No se trata de un acto social, más o menos, pomposo y vistoso, se trata de sellar con nuestro juramento o promesa una vinculación de por vida, incluso más allá de ella, con nuestra Patria y con los valores que ella representa.    

En esa fórmula del Juramento que recita el Jefe de la Unidad titular de la Enseña, se les pregunta a los jurandos: "¡Españoles! ¿Juráis o prometéis por vuestra conciencia y honor guardar la Constitución como norma fundamental del Estado, con lealtad al Rey y, si preciso fuera, entregar vuestra vida en defensa de España?". A lo que, al unísono, todos responden ¡sí, lo hacemos! 

Tres preceptos y una respuesta unánime que encierran en sí mismos toda una lección de patriotismo. Guardar la Constitución en la que se condensan conceptos como la Unidad de España, su integridad territorial y la totalidad de los derechos, deberes y libertades de las que como españoles gozamos. Lealtad al Rey como cabeza visible del Estado y heredero de la secular tradición representada por la Corona y, por último, el compromiso más importante por lo que ello entraña, entregar la vida, si preciso fuera, en la defensa de España. 

No es, por tanto, un juramento o promesa baladí ni el formalismo de un acto social en soleada mañana de domingo, es la solemne y pública aceptación voluntaria de unas obligaciones que contraemos y para ello, ponemos a Dios por testigo, aquellos que somos creyentes, y la conciencia y el honor de todos y cada uno de los que realizan el acto de juramento.

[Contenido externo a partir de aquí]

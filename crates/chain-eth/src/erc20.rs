use alloy_primitives::U256;

use crate::abi::{decode_uint256, encode_function_call, AbiParam};
use crate::address::parse_address;
use crate::error::EthError;

/// Function selector for `balanceOf(address)`: `0x70a08231`.
const BALANCE_OF_SELECTOR: [u8; 4] = [0x70, 0xa0, 0x82, 0x31];

/// Function selector for `decimals()`: `0x313ce567`.
const DECIMALS_SELECTOR: [u8; 4] = [0x31, 0x3c, 0xe5, 0x67];

/// Encodes an ERC-20 `balanceOf(address)` call.
///
/// # Parameters
///
/// - `owner`: The address to query (0x-prefixed hex string).
///
/// # Returns
///
/// The complete calldata (4-byte selector + 32 bytes of ABI-encoded address).
pub fn encode_balance_of(owner: &str) -> Result<Vec<u8>, EthError> {
    let addr = parse_address(owner)?;
    let params = [AbiParam::Address(addr)];
    Ok(encode_function_call(BALANCE_OF_SELECTOR, &params))
}

/// Encodes an ERC-20 `decimals()` call.
pub fn encode_decimals() -> Vec<u8> {
    encode_function_call(DECIMALS_SELECTOR, &[])
}

/// Decodes the return data of `balanceOf`.
pub fn decode_balance(data: &[u8]) -> Result<U256, EthError> {
    decode_uint256(data, 0)
}

/// Decodes the return data of `decimals()`.
///
/// The standard declares `uint8`; anything wider is rejected.
pub fn decode_decimals(data: &[u8]) -> Result<u8, EthError> {
    let value = decode_uint256(data, 0)?;
    u8::try_from(value)
        .map_err(|_| EthError::DecodingError(format!("decimals out of range: {value}")))
}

Alguna vez, me he preguntado como es posible que no se exija a los políticos que dicen defender los intereses de España y de los españoles, ocupando cargos públicos y de representación, realizar este juramento antes de tomar posesión del puesto asignado. 

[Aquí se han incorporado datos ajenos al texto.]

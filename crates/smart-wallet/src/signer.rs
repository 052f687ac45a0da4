use std::fmt;

use chain_eth::address::pubkey_to_eth_address;
use chain_eth::transaction::{sign_transaction, EthTransaction, SignedEthTransaction};
use k256::ecdsa::SigningKey;
use secrecy::{ExposeSecret, SecretBox};
use zeroize::{Zeroize, Zeroizing};

use crate::error::WalletError;

/// The secp256k1 identity that authorizes every write a client issues.
///
/// Key bytes live in a [`SecretBox`] and are wiped on drop.
pub struct Signer {
    key: SecretBox<[u8; 32]>,
    address: String,
}

impl Signer {
    /// Builds a signer from raw private key bytes. The input array is wiped.
    pub fn from_bytes(mut bytes: [u8; 32]) -> Result<Self, WalletError> {
        let signer = Self::from_key(&bytes);
        bytes.zeroize();
        signer
    }

    /// Parses a hex private key, with or without `0x`.
    pub fn from_hex(private_key: &str) -> Result<Self, WalletError> {
        let hex_str = private_key
            .trim()
            .strip_prefix("0x")
            .unwrap_or_else(|| private_key.trim());

        let decoded = Zeroizing::new(
            hex::decode(hex_str)
                .map_err(|e| WalletError::Configuration(format!("invalid private key hex: {e}")))?,
        );

        if decoded.len() != 32 {
            return Err(WalletError::Configuration(format!(
                "private key must be 32 bytes, got {}",
                decoded.len()
            )));
        }

        let mut bytes = Zeroizing::new([0u8; 32]);
        bytes.copy_from_slice(&decoded);
        Self::from_key(&bytes)
    }

    fn from_key(key: &[u8; 32]) -> Result<Self, WalletError> {
        let address = address_of(key)?;
        Ok(Self {
            key: SecretBox::new(Box::new(*key)),
            address,
        })
    }

    /// EIP-55 address of this identity.
    pub fn address(&self) -> &str {
        &self.address
    }

    pub fn sign(&self, tx: &EthTransaction) -> Result<SignedEthTransaction, WalletError> {
        Ok(sign_transaction(tx, self.key.expose_secret())?)
    }
}

impl fmt::Debug for Signer {
    fn fmt(&self, f: &mut fmt::Formatter<'_>) -> fmt::Result {
        f.debug_struct("Signer")
            .field("address", &self.address)
            .finish_non_exhaustive()
    }
}

fn address_of(key_bytes: &[u8; 32]) -> Result<String, WalletError> {
    let signing_key = SigningKey::from_bytes(key_bytes.into())
        .map_err(|e| WalletError::Configuration(format!("invalid private key: {e}")))?;

    let public_key: [u8; 65] = signing_key
        .verifying_key()
        .to_encoded_point(false)
        .as_bytes()
        .try_into()
        .map_err(|_| WalletError::Configuration("invalid uncompressed public key".into()))?;

    Ok(pubkey_to_eth_address(&public_key)?)
}

#[cfg(test)]
mod tests {
    use super::*;
    use alloy_primitives::U256;
    use chain_eth::transaction::{build_contract_call, decode_signed_transaction, FeeModel};

    const KEY_ONE: &str = "0x0000000000000000000000000000000000000000000000000000000000000001";

    #[test]
    fn address_of_known_key() {
        let signer = Signer::from_hex(KEY_ONE).unwrap();
        assert_eq!(signer.address(), "0x7E5F4552091A69125d5DfCb7b8C2659029395Bdf");
    }

    #[test]
    fn prefix_is_optional() {
        let signer = Signer::from_hex(&KEY_ONE[2..]).unwrap();
        assert_eq!(signer.address(), "0x7E5F4552091A69125d5DfCb7b8C2659029395Bdf");
    }

    #[test]
    fn rejects_bad_keys() {
        assert!(matches!(
            Signer::from_hex("0x1234"),
            Err(WalletError::Configuration(_))
        ));
        assert!(matches!(
            Signer::from_hex("not hex"),
            Err(WalletError::Configuration(_))
        ));
        assert!(matches!(
            Signer::from_bytes([0u8; 32]),
            Err(WalletError::Configuration(_))
        ));
    }

    #[test]
    fn hex_and_raw_keys_give_the_same_identity() {
        let mut raw = [0u8; 32];
        raw[31] = 1;

        let from_raw = Signer::from_bytes(raw).unwrap();
        let from_hex = Signer::from_hex(&format!("  {KEY_ONE}\n")).unwrap();

        assert_eq!(from_raw.address(), from_hex.address());
        assert_eq!(from_raw.key.expose_secret(), from_hex.key.expose_secret());
    }

    #[test]
    fn debug_hides_key_material() {
        let signer = Signer::from_hex(KEY_ONE).unwrap();
        let debug = format!("{signer:?}");

        assert!(debug.contains("0x7E5F4552091A69125d5DfCb7b8C2659029395Bdf"));
        assert!(!debug.contains("0000000000000001"));
    }

    #[test]
    fn signs_decodable_transactions() {
        let signer = Signer::from_hex(KEY_ONE).unwrap();
        let tx = build_contract_call(
            31337,
            0,
            "0xe7f1725E7734CE288F8367e1Bb143E90bb3F0512",
            vec![0x78, 0x09, 0x00, 0xdc],
            U256::ZERO,
            FeeModel::Dynamic {
                max_priority_fee_per_gas: 1,
                max_fee_per_gas: 2,
            },
            100_000,
        )
        .unwrap();

        let signed = signer.sign(&tx).unwrap();
        let decoded = decode_signed_transaction(&signed.raw_tx).unwrap();
        assert_eq!(decoded.tx, tx);
    }
}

Imagino que, a estas alturas del relato, tras lo dicho, pensarán que soy un iluso ya que, si no somos capaces de exigirles que respeten una fórmula de juramento de sus cargos clara y sin subterfugios de tipo alguno, ¿cómo vamos a obligarles a jurar o prometer la Bandera de España?

No lo sé, todo sería proponérselo. Sin embargo, sorprende, pese a todo, que aquellos que perciben sus jugosos emolumentos de las arcas de España, no adquieran el compromiso formal de defenderla hasta sus últimas consecuencias y entregar sus vidas por ella, caso de hacerse preciso. ¿Significa esto qué, si vienen mal dadas, harán las maletas, guardarán en ellas tanto lo suyo como lo que es nuestro y nos dejarán en la estacada? Presumo que sí. Ya lo hicieron en otras ocasiones, precisamente, unos de los que son herederos estos mismos que ahora nos mal gobiernan. Así que lo mejor es no fiarse ni un pelo.

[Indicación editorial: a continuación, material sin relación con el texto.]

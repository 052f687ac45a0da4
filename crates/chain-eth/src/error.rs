use thiserror::Error;

/// Errors from EVM encoding, decoding and signing.
#[derive(Debug, Error)]
pub enum EthError {
    #[error("invalid private key: {0}")]
    InvalidPrivateKey(String),

    #[error("invalid public key: {0}")]
    InvalidPublicKey(String),

    #[error("invalid address: {0}")]
    InvalidAddress(String),

    #[error("transaction build error: {0}")]
    TransactionBuildError(String),

    #[error("signing error: {0}")]
    SigningError(String),

    /// Return data or raw transaction bytes did not have the expected shape.
    #[error("decoding error: {0}")]
    DecodingError(String),
}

Sin embargo, visto desde otra perspectiva, tal vez no valga de nada exigirles tal juramento por cuanto la fórmula de la promesa exige de unas premisas fundamentales, a saber, tener conciencia y tener honor o creer en Dios y estoy seguro, absolutamente seguro, de que una gran parte de esta miserable patulea que nos gobierna o de los que están asociados con ellos, ni tienen conciencia y mucho menos honor. En cuanto a lo de creer o no en Dios Todopoderoso, es algo que entra en la esfera personal de cada individuo, así que allá cada cual.  

Que nadie que haya jurado o prometido la Bandera Nacional olvide nunca lo que ha jurado y que recuerde, cada día, el texto de aquella solemne promesa hecha sobre los pliegues de la Enseña rojo y gualda: Defender la Constitución, guardar lealtad a S.M. el Rey y dar la vida por España si preciso fuera.

Eso es lo que hemos jurado cada uno y, por tanto, por nuestra conciencia y por nuestro honor, poniendo a Dios por testigo, estamos exigidos a cumplir y a velar porque se cumpla. No podemos olvidar esto jamás, ya que los juramentos están para cumplirlos hasta sus últimas consecuencias, caiga quien caiga.

Es mejor no olvidarlo y, mucho menos, en estos extraños tiempos en los que un grupo de miserables pretenden acabar, sin recato, con la esencia de España.